Cosa facciamo quando siamo depressi?

Ogni volta che stai male, che qualcosa non va, reagisci. Potresti anche reagire non reagendo: questa è la tua reazione.

Non pensare che non vada bene: il freezing, l’immobilizzarsi di fronte al pericolo, o la sua variante estrema (il fingersi morto), è utile e permette a molti animali – tra cui l’uomo – di sopravvivere. Così come il letargo permette di ridurre al minimo il consumo di energie per sopravvivere a un periodo avverso.

Ma come hanno studiato al Brief Therapy Center di Palo Alto (che fu uno dei più prestigiosi centri di terapia breve), alcune di queste reazioni non vanno poi così bene, oppure vengono mantenute per un periodo troppo lungo. Accade per esempio nella depressione…

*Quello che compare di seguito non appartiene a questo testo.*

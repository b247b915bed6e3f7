//! Documents taking part in one compile.
//!
//! The top-level document and every document reached through `<include>` or
//! `<import>` get an [`ExternalSchemaInfo`]. They are kept in a
//! [`SchemaWorklist`] in discovery order and parsed one after another. Each
//! entry remembers the index of the document that named it, which is how a
//! re-inclusion along the same ancestor chain is told apart from a diamond.

use crate::namespace::{NamespaceId, NamespaceRegistry, PrefixStack};

/// How a document entered the compile.
#[derive(Debug, Clone, Copy, PartialEq, Eq)]
pub enum SchemaKind {
    /// The document passed to the parser.
    TopLevel,
    /// Named by `<include>`; shares the target namespace of its parent.
    Include,
    /// Named by `<import>`; declares the namespace given on the tag.
    Import,
}

/// One document of the compile.
#[derive(Debug, Clone)]
pub struct ExternalSchemaInfo {
    kind: SchemaKind,
    parent: Option<usize>,
    location: String,
    target_namespace: NamespaceId,
    /// Prefix bindings in scope while the document is read.
    pub prefixes: PrefixStack,
}

impl ExternalSchemaInfo {
    /// Creates the entry of the top-level document.
    #[must_use]
    pub fn top_level(location: impl Into<String>) -> Self {
        let mut prefixes = PrefixStack::new();
        prefixes.push_id("", NamespaceId::NONE);
        Self {
            kind: SchemaKind::TopLevel,
            parent: None,
            location: location.into(),
            target_namespace: NamespaceId::NONE,
            prefixes,
        }
    }

    /// Creates the entry of an included or imported document.
    ///
    /// # Arguments
    /// * `kind` - Include or import
    /// * `parent` - Worklist index of the naming document
    /// * `location` - Value of `schemaLocation`
    /// * `target_uri` - Target namespace the document must declare
    /// * `registry` - Session namespace registry
    pub fn nested(
        kind: SchemaKind,
        parent: usize,
        location: impl Into<String>,
        target_uri: &str,
        registry: &mut NamespaceRegistry,
    ) -> Self {
        let mut prefixes = PrefixStack::new();
        let target_namespace = prefixes.push_prefix(registry, "", target_uri);
        Self {
            kind,
            parent: Some(parent),
            location: location.into(),
            target_namespace,
            prefixes,
        }
    }

    /// Returns how the document entered the compile.
    #[must_use]
    pub const fn kind(&self) -> SchemaKind {
        self.kind
    }

    /// Returns the worklist index of the naming document.
    #[must_use]
    pub const fn parent(&self) -> Option<usize> {
        self.parent
    }

    /// Returns the document location.
    #[must_use]
    pub fn location(&self) -> &str {
        &self.location
    }

    /// Returns the target namespace.
    #[must_use]
    pub const fn target_namespace(&self) -> NamespaceId {
        self.target_namespace
    }

    /// Sets the target namespace.
    ///
    /// # Returns
    /// `false` if a different target namespace is already set.
    pub fn set_target_namespace(&mut self, namespace_id: NamespaceId) -> bool {
        if !self.target_namespace.is_none() && self.target_namespace != namespace_id {
            return false;
        }
        self.target_namespace = namespace_id;
        true
    }
}

/// Outcome of looking for a document already in the worklist.
#[derive(Debug, Clone, Copy, PartialEq, Eq)]
pub enum Inclusion {
    /// The document has not been seen.
    New,
    /// The document was reached before through another chain.
    Diamond,
    /// The document is an ancestor of the current one.
    Recursive,
}

/// Documents of a compile, in discovery order.
#[derive(Debug, Clone)]
pub struct SchemaWorklist {
    schemas: Vec<ExternalSchemaInfo>,
    current: usize,
}

impl SchemaWorklist {
    /// Creates a worklist holding the top-level document.
    #[must_use]
    pub fn new(top_level: ExternalSchemaInfo) -> Self {
        Self {
            schemas: vec![top_level],
            current: 0,
        }
    }

    /// Returns the document being parsed.
    #[must_use]
    pub fn current(&self) -> &ExternalSchemaInfo {
        &self.schemas[self.current]
    }

    /// Returns the document being parsed, mutably.
    pub fn current_mut(&mut self) -> &mut ExternalSchemaInfo {
        &mut self.schemas[self.current]
    }

    /// Returns the index of the document being parsed.
    #[must_use]
    pub const fn current_index(&self) -> usize {
        self.current
    }

    /// Returns the top-level document.
    #[must_use]
    pub fn top(&self) -> &ExternalSchemaInfo {
        &self.schemas[0]
    }

    /// Moves to the next queued document.
    ///
    /// # Returns
    /// `false` when every document has been visited.
    pub fn advance(&mut self) -> bool {
        if self.current + 1 < self.schemas.len() {
            self.current += 1;
            true
        } else {
            false
        }
    }

    /// Classifies a document named from the current one.
    ///
    /// Documents are identified by location and target namespace.
    #[must_use]
    pub fn check_existing(&self, location: &str, target_namespace: NamespaceId) -> Inclusion {
        let Some(found) = self.schemas.iter().position(|schema| {
            schema.location == location && schema.target_namespace == target_namespace
        }) else {
            return Inclusion::New;
        };

        let ancestors = std::iter::successors(Some(self.current), |&index| {
            self.schemas[index].parent
        });
        for index in ancestors.take(self.schemas.len()) {
            if index == found {
                return Inclusion::Recursive;
            }
        }
        Inclusion::Diamond
    }

    /// Queues a document.
    pub fn push(&mut self, schema: ExternalSchemaInfo) -> usize {
        self.schemas.push(schema);
        self.schemas.len() - 1
    }

    /// Returns the number of documents.
    #[must_use]
    pub fn len(&self) -> usize {
        self.schemas.len()
    }

    /// Always false; the top-level document is never removed.
    #[must_use]
    pub fn is_empty(&self) -> bool {
        self.schemas.is_empty()
    }

    /// Returns all documents in discovery order.
    pub fn iter(&self) -> impl Iterator<Item = &ExternalSchemaInfo> {
        self.schemas.iter()
    }
}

Soffrire per un lutto è normale

Tutti soffriamo per un lutto. Qualunque manuale di psicopatologia (la materia che studia il funzionamento dei disturbi psicologici) ti dirà che i sintomi del lutto, in sé, non sono patologici. Soffrire, piangere, sentirsi senza energie (astenia), senza voglia di far nulla (abulia), incapaci di ricavare piacere da qualunque attività (anedonia) sono tutte caratteristiche normali.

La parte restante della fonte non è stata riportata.